Operating deficits make the jock factory a bit of a ward of the state. Such situations prevail in many parts of the country, and are not new to Pullman. But the fact that UW, with much larger enrollment and athletics budget, is headed that way is a testament to the degree of difficulty in keeping a hot seat from becoming a four-alarm fire.
The Pac-12 chancellors and presidents recently agreed in principle to share all future media revenues equally, regardless of school size. Which is good, but since each joint has different debt loads and other revenue streams, nothing else is equal and thus hard to manage harmoniously. Never forget: Pro sports leagues are monopolies, college sports are not. The agreement remains unsigned, awaiting baker Kliavkoff’s pie before making slices.

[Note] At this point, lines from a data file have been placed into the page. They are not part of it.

//! Mutable workbook open/save helpers over umya-spreadsheet.

use std::path::Path;

use umya_spreadsheet::Spreadsheet;

use crate::error::{SheetKitError, SheetKitResult};

/// Read an .xlsx file into a mutable in-memory workbook.
pub fn open_workbook(path: &Path) -> SheetKitResult<Spreadsheet> {
    umya_spreadsheet::reader::xlsx::read(path).map_err(|e| {
        SheetKitError::Workbook(format!("failed to open {}: {}", path.display(), e))
    })
}

/// Write a workbook back to disk.
pub fn save_workbook(book: &Spreadsheet, path: &Path) -> SheetKitResult<()> {
    umya_spreadsheet::writer::xlsx::write(book, path).map_err(|e| {
        SheetKitError::Workbook(format!("failed to save {}: {}", path.display(), e))
    })
}

/// Create a workbook holding a single empty sheet named `Sheet1`.
pub fn new_workbook() -> Spreadsheet {
    umya_spreadsheet::new_file()
}

/// All sheet names in workbook order.
pub fn sheet_names(book: &Spreadsheet) -> Vec<String> {
    book.get_sheet_collection()
        .iter()
        .map(|sheet| sheet.get_name().to_string())
        .collect()
}

/// Name of the first sheet in workbook order, if any.
pub fn first_sheet_name(book: &Spreadsheet) -> Option<String> {
    book.get_sheet(&0).map(|sheet| sheet.get_name().to_string())
}
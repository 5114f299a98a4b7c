//! Split, drop-rows, and statistics tests over real files

use pretty_assertions::assert_eq;
use sheetkit::core::{column_statistics, drop_rows, split_by_column, split_file_name};
use sheetkit::excel::{new_workbook, read_table, save_workbook, write_table};
use sheetkit::types::{ColumnStats, RowCondition};
use tempfile::TempDir;

/// Sales sheet written through the mutable workbook path, read back through
/// the tabular projection.
fn sales_table(dir: &TempDir) -> sheetkit::excel::Table {
    let path = dir.path().join("sales.xlsx");

    let mut book = new_workbook();
    let sheet = book.get_sheet_by_name_mut("Sheet1").unwrap();
    for (idx, header) in ["Region", "Amount"].iter().enumerate() {
        sheet
            .get_cell_mut(((idx + 1) as u32, 1u32))
            .set_value(*header);
    }
    let data = [("West", 10.0), ("East", 20.0), ("West", 30.0)];
    for (row_idx, (region, amount)) in data.iter().enumerate() {
        let row = (row_idx + 2) as u32;
        sheet.get_cell_mut((1u32, row)).set_value(*region);
        sheet.get_cell_mut((2u32, row)).set_value_number(*amount);
    }
    save_workbook(&book, &path).unwrap();

    read_table(&path, None).unwrap()
}

// ═══════════════════════════════════════════════════════════════════════════
// TABULAR PROJECTION
// ═══════════════════════════════════════════════════════════════════════════

#[test]
fn test_read_table_projects_values_to_text() {
    let dir = TempDir::new().unwrap();
    let table = sales_table(&dir);

    assert_eq!(table.sheet_name, "Sheet1");
    assert_eq!(table.header, vec!["Region".to_string(), "Amount".to_string()]);
    assert_eq!(table.rows.len(), 3);
    assert_eq!(table.rows[0], vec!["West".to_string(), "10".to_string()]);
}

// ═══════════════════════════════════════════════════════════════════════════
// SPLIT
// ═══════════════════════════════════════════════════════════════════════════

#[test]
fn test_split_writes_one_file_per_group() {
    let dir = TempDir::new().unwrap();
    let table = sales_table(&dir);

    let groups = split_by_column(&table.header, &table.rows, "Region").unwrap();
    assert_eq!(groups.len(), 2);

    for (value, rows) in &groups {
        let out_path = dir.path().join(split_file_name("sales", value));
        write_table(&out_path, "Data", &table.header, rows).unwrap();

        let part = read_table(&out_path, None).unwrap();
        assert_eq!(part.sheet_name, "Data");
        assert_eq!(part.header, table.header);
        assert_eq!(&part.rows, rows);
    }

    assert!(dir.path().join("sales_West.xlsx").exists());
    assert!(dir.path().join("sales_East.xlsx").exists());
}

// ═══════════════════════════════════════════════════════════════════════════
// DROP ROWS
// ═══════════════════════════════════════════════════════════════════════════

#[test]
fn test_drop_rows_writes_survivors() {
    let dir = TempDir::new().unwrap();
    let table = sales_table(&dir);

    let (kept, dropped) = drop_rows(
        &table.header,
        &table.rows,
        "Amount",
        &RowCondition::GreaterThan(15.0),
    )
    .unwrap();
    assert_eq!(dropped, 2);

    let out_path = dir.path().join("pruned.xlsx");
    write_table(&out_path, &table.sheet_name, &table.header, &kept).unwrap();

    let reread = read_table(&out_path, None).unwrap();
    assert_eq!(
        reread.rows,
        vec![vec!["West".to_string(), "10".to_string()]]
    );
}

// ═══════════════════════════════════════════════════════════════════════════
// STATISTICS
// ═══════════════════════════════════════════════════════════════════════════

#[test]
fn test_statistics_over_file_data() {
    let dir = TempDir::new().unwrap();
    let table = sales_table(&dir);

    let reports = column_statistics(&table.header, &table.rows, &[]).unwrap();
    assert_eq!(reports.len(), 2);

    match &reports[0].stats {
        ColumnStats::Text {
            count,
            unique,
            mode,
        } => {
            assert_eq!(*count, 3);
            assert_eq!(*unique, 2);
            assert_eq!(mode.as_deref(), Some("West"));
        }
        other => panic!("expected text stats for Region, got {other:?}"),
    }

    match &reports[1].stats {
        ColumnStats::Numeric {
            sum, mean, count, ..
        } => {
            assert_eq!(*count, 3);
            assert_eq!(*sum, 60.0);
            assert_eq!(*mean, 20.0);
        }
        other => panic!("expected numeric stats for Amount, got {other:?}"),
    }
}
//! CLI command handler tests

use std::io::Write;
use std::path::PathBuf;

use sheetkit::cli::commands;
use sheetkit::excel::{new_workbook, open_workbook, save_workbook, sheet_names};
use sheetkit::SheetKitError;
use tempfile::TempDir;

fn workbook_fixture(dir: &TempDir) -> PathBuf {
    let path = dir.path().join("book.xlsx");
    let mut book = new_workbook();
    book.get_sheet_by_name_mut("Sheet1")
        .unwrap()
        .get_cell_mut("A1")
        .set_value("draft copy");
    save_workbook(&book, &path).unwrap();
    path
}

// ═══════════════════════════════════════════════════════════════════════════
// REPLACE COMMAND
// ═══════════════════════════════════════════════════════════════════════════

#[test]
fn test_replace_writes_processed_file() {
    let dir = TempDir::new().unwrap();
    let input = workbook_fixture(&dir);

    let result = commands::replace(
        input.clone(),
        "draft".to_string(),
        "final".to_string(),
        false,
        false,
        None,
        None,
        false,
        None,
        false,
    );
    assert!(result.is_ok());

    let output = dir.path().join("processed_book.xlsx");
    assert!(output.exists());
    let book = open_workbook(&output).unwrap();
    assert_eq!(
        book.get_sheet_by_name("Sheet1")
            .unwrap()
            .get_cell("A1")
            .unwrap()
            .get_value(),
        "final copy"
    );
}

#[test]
fn test_replace_dry_run_writes_nothing() {
    let dir = TempDir::new().unwrap();
    let input = workbook_fixture(&dir);

    commands::replace(
        input,
        "draft".to_string(),
        "final".to_string(),
        false,
        false,
        None,
        None,
        true,
        None,
        false,
    )
    .unwrap();

    assert!(!dir.path().join("processed_book.xlsx").exists());
}

#[test]
fn test_replace_rejects_empty_search_text() {
    let dir = TempDir::new().unwrap();
    let input = workbook_fixture(&dir);

    let result = commands::replace(
        input,
        String::new(),
        "x".to_string(),
        false,
        false,
        None,
        None,
        false,
        None,
        false,
    );
    assert!(matches!(result, Err(SheetKitError::Validation(_))));
}

#[test]
fn test_replace_nonexistent_file_fails() {
    let result = commands::replace(
        PathBuf::from("nonexistent.xlsx"),
        "a".to_string(),
        "b".to_string(),
        false,
        false,
        None,
        None,
        false,
        None,
        false,
    );
    assert!(result.is_err());
}

#[test]
fn test_replace_exports_report() {
    let dir = TempDir::new().unwrap();
    let input = workbook_fixture(&dir);
    let report = dir.path().join("matches.csv");

    commands::replace(
        input,
        "draft".to_string(),
        "final".to_string(),
        false,
        false,
        None,
        None,
        true,
        Some(report.clone()),
        false,
    )
    .unwrap();

    let content = std::fs::read_to_string(&report).unwrap();
    assert!(content.starts_with("Sheet,Cell,Old Value,New Value"));
    assert!(content.contains("draft copy"));
}

// ═══════════════════════════════════════════════════════════════════════════
// BATCH COMMAND
// ═══════════════════════════════════════════════════════════════════════════

#[test]
fn test_batch_applies_and_reports() {
    let dir = TempDir::new().unwrap();
    let input = workbook_fixture(&dir);
    let csv_path = dir.path().join("changes.csv");
    let report = dir.path().join("outcomes.csv");

    let mut csv = std::fs::File::create(&csv_path).unwrap();
    writeln!(csv, "CellAddress,NewValue,SheetName").unwrap();
    writeln!(csv, "B1,updated,").unwrap();
    writeln!(csv, "C1,5,Missing").unwrap();
    drop(csv);

    commands::batch(
        input,
        csv_path,
        Some(dir.path().join("out.xlsx")),
        Some(report.clone()),
        false,
    )
    .unwrap();

    let book = open_workbook(&dir.path().join("out.xlsx")).unwrap();
    assert_eq!(
        book.get_sheet_by_name("Sheet1")
            .unwrap()
            .get_cell("B1")
            .unwrap()
            .get_value(),
        "updated"
    );

    let content = std::fs::read_to_string(&report).unwrap();
    assert!(content.starts_with("Row,Status,Message"));
    assert!(content.contains("Success"));
    assert!(content.contains("Error"));
}

// ═══════════════════════════════════════════════════════════════════════════
// OTHER COMMANDS
// ═══════════════════════════════════════════════════════════════════════════

#[test]
fn test_new_and_set_and_sheet_add() {
    let dir = TempDir::new().unwrap();
    let book_path = dir.path().join("fresh.xlsx");

    commands::new(book_path.to_string_lossy().to_string()).unwrap();
    assert!(book_path.exists());

    commands::set(
        book_path.clone(),
        "a1".to_string(),
        "99".to_string(),
        None,
        Some(book_path.clone()),
    )
    .unwrap();

    commands::sheet_add(
        book_path.clone(),
        "Notes".to_string(),
        false,
        Some(book_path.clone()),
    )
    .unwrap();

    let book = open_workbook(&book_path).unwrap();
    assert_eq!(
        sheet_names(&book),
        vec!["Sheet1".to_string(), "Notes".to_string()]
    );
    assert_eq!(
        book.get_sheet_by_name("Sheet1")
            .unwrap()
            .get_cell("A1")
            .unwrap()
            .get_value(),
        "99"
    );
}

#[test]
fn test_merge_requires_two_inputs() {
    let dir = TempDir::new().unwrap();
    let input = workbook_fixture(&dir);

    let result = commands::merge(vec![input], dir.path().join("merged.xlsx"), false);
    assert!(matches!(result, Err(SheetKitError::Validation(_))));
}

#[test]
fn test_drop_rows_rejects_unknown_condition() {
    let dir = TempDir::new().unwrap();
    let input = workbook_fixture(&dir);

    let result = commands::drop_rows(
        input,
        "A".to_string(),
        "sometimes".to_string(),
        None,
        None,
        None,
    );
    assert!(matches!(result, Err(SheetKitError::Validation(_))));
}

#[test]
fn test_stats_report_must_be_json() {
    let dir = TempDir::new().unwrap();
    let input = workbook_fixture(&dir);

    let result = commands::stats(
        input,
        vec![],
        None,
        Some(dir.path().join("stats.csv")),
    );
    assert!(matches!(result, Err(SheetKitError::Validation(_))));
}
use serde::{Deserialize, Serialize};

//==============================================================================
// Sheet selection
//==============================================================================

/// Which sheets a scan visits.
#[derive(Debug, Clone, PartialEq, Eq)]
pub enum SheetSelection {
    /// Every sheet, in workbook order.
    All,
    /// A single sheet by name.
    Named(String),
}

impl SheetSelection {
    /// `None` selects all sheets, `Some(name)` a single one.
    pub fn from_option(sheet: Option<String>) -> Self {
        match sheet {
            Some(name) => SheetSelection::Named(name),
            None => SheetSelection::All,
        }
    }
}

//==============================================================================
// Find/replace and search records
//==============================================================================

/// One successful replacement, in visitation order.
#[derive(Debug, Clone, PartialEq, Eq, Serialize, Deserialize)]
pub struct MatchRecord {
    #[serde(rename = "Sheet")]
    pub sheet: String,
    /// A1-style address.
    #[serde(rename = "Cell")]
    pub cell: String,
    #[serde(rename = "Old Value")]
    pub old_value: String,
    #[serde(rename = "New Value")]
    pub new_value: String,
}

/// One read-only search hit.
#[derive(Debug, Clone, PartialEq, Eq, Serialize, Deserialize)]
pub struct SearchHit {
    #[serde(rename = "Sheet")]
    pub sheet: String,
    #[serde(rename = "Cell")]
    pub cell: String,
    #[serde(rename = "Value")]
    pub value: String,
}

//==============================================================================
// Batch modification
//==============================================================================

/// One cell write, parsed from a tabular instruction file.
#[derive(Debug, Clone, PartialEq, Eq)]
pub struct BatchInstruction {
    /// 1-based position in the input sequence, used for reporting only.
    pub row: usize,
    /// A1-style target address.
    pub cell_address: String,
    pub new_value: String,
    /// Target sheet; `None` falls back to the workbook's first sheet.
    pub sheet_name: Option<String>,
}

#[derive(Debug, Clone, Copy, PartialEq, Eq, Serialize, Deserialize)]
pub enum OutcomeStatus {
    Success,
    Error,
}

impl std::fmt::Display for OutcomeStatus {
    fn fmt(&self, f: &mut std::fmt::Formatter<'_>) -> std::fmt::Result {
        match self {
            OutcomeStatus::Success => write!(f, "Success"),
            OutcomeStatus::Error => write!(f, "Error"),
        }
    }
}

/// Per-instruction result of a batch run, in input order.
#[derive(Debug, Clone, PartialEq, Eq, Serialize, Deserialize)]
pub struct Outcome {
    #[serde(rename = "Row")]
    pub row: usize,
    #[serde(rename = "Status")]
    pub status: OutcomeStatus,
    #[serde(rename = "Message")]
    pub message: String,
}

impl Outcome {
    pub fn success(row: usize, message: String) -> Self {
        Self {
            row,
            status: OutcomeStatus::Success,
            message,
        }
    }

    pub fn error(row: usize, message: String) -> Self {
        Self {
            row,
            status: OutcomeStatus::Error,
            message,
        }
    }

    pub fn is_success(&self) -> bool {
        self.status == OutcomeStatus::Success
    }
}

//==============================================================================
// Row filtering
//==============================================================================

/// Predicate deciding which data rows `drop-rows` removes.
///
/// Numeric conditions drop rows whose cell does not parse as a number, the
/// same way NaN comparisons fall out of a kept-rows mask.
#[derive(Debug, Clone, PartialEq)]
pub enum RowCondition {
    Equals(String),
    /// Case-insensitive substring.
    Contains(String),
    GreaterThan(f64),
    LessThan(f64),
    Empty,
}

impl RowCondition {
    /// Build from CLI-style `(kind, value)` strings.
    pub fn parse(kind: &str, value: &str) -> Result<Self, String> {
        match kind {
            "equals" => Ok(RowCondition::Equals(value.to_string())),
            "contains" => Ok(RowCondition::Contains(value.to_string())),
            "greater-than" => value
                .parse::<f64>()
                .map(RowCondition::GreaterThan)
                .map_err(|_| format!("'{value}' is not a number")),
            "less-than" => value
                .parse::<f64>()
                .map(RowCondition::LessThan)
                .map_err(|_| format!("'{value}' is not a number")),
            "empty" => Ok(RowCondition::Empty),
            other => Err(format!(
                "unknown condition '{other}' (expected equals, contains, greater-than, less-than, empty)"
            )),
        }
    }

    /// True when the row holding `cell` should be dropped.
    pub fn matches(&self, cell: &str) -> bool {
        match self {
            RowCondition::Equals(value) => cell == value,
            RowCondition::Contains(value) => {
                cell.to_lowercase().contains(&value.to_lowercase())
            }
            RowCondition::GreaterThan(threshold) => cell
                .parse::<f64>()
                .map(|n| n > *threshold)
                .unwrap_or(true),
            RowCondition::LessThan(threshold) => cell
                .parse::<f64>()
                .map(|n| n < *threshold)
                .unwrap_or(true),
            RowCondition::Empty => cell.is_empty(),
        }
    }
}

//==============================================================================
// Column statistics
//==============================================================================

/// Statistics for one column; shape depends on whether every non-empty cell
/// parses as a number.
#[derive(Debug, Clone, PartialEq, Serialize)]
#[serde(tag = "kind")]
pub enum ColumnStats {
    Numeric {
        mean: f64,
        median: f64,
        mode: Option<f64>,
        sum: f64,
        count: usize,
        min: f64,
        max: f64,
        /// Sample standard deviation; `None` below two values.
        std_dev: Option<f64>,
    },
    Text {
        count: usize,
        unique: usize,
        mode: Option<String>,
    },
}

/// Statistics for one named column.
#[derive(Debug, Clone, PartialEq, Serialize)]
pub struct ColumnReport {
    pub column: String,
    #[serde(flatten)]
    pub stats: ColumnStats,
}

Given the problems over time — refusal of the NCAA to engage in meaningful reform, courtroom decisions ending amateurism, increased business powers of conferences, the pandemic, abrupt innovations in technology and changing consumer tastes — there is little surprise the industry appears to be Everything Everywhere All at Once.
Too bad the 2022 Oscar winner for best picture got away with stealing the name. Seems that as far as the entertainment-industry game, big-time universities are a step slow.
Coming to a theater near you, sooner than you think: A 48-team super league, owned by a company that rents the team colors and fight songs.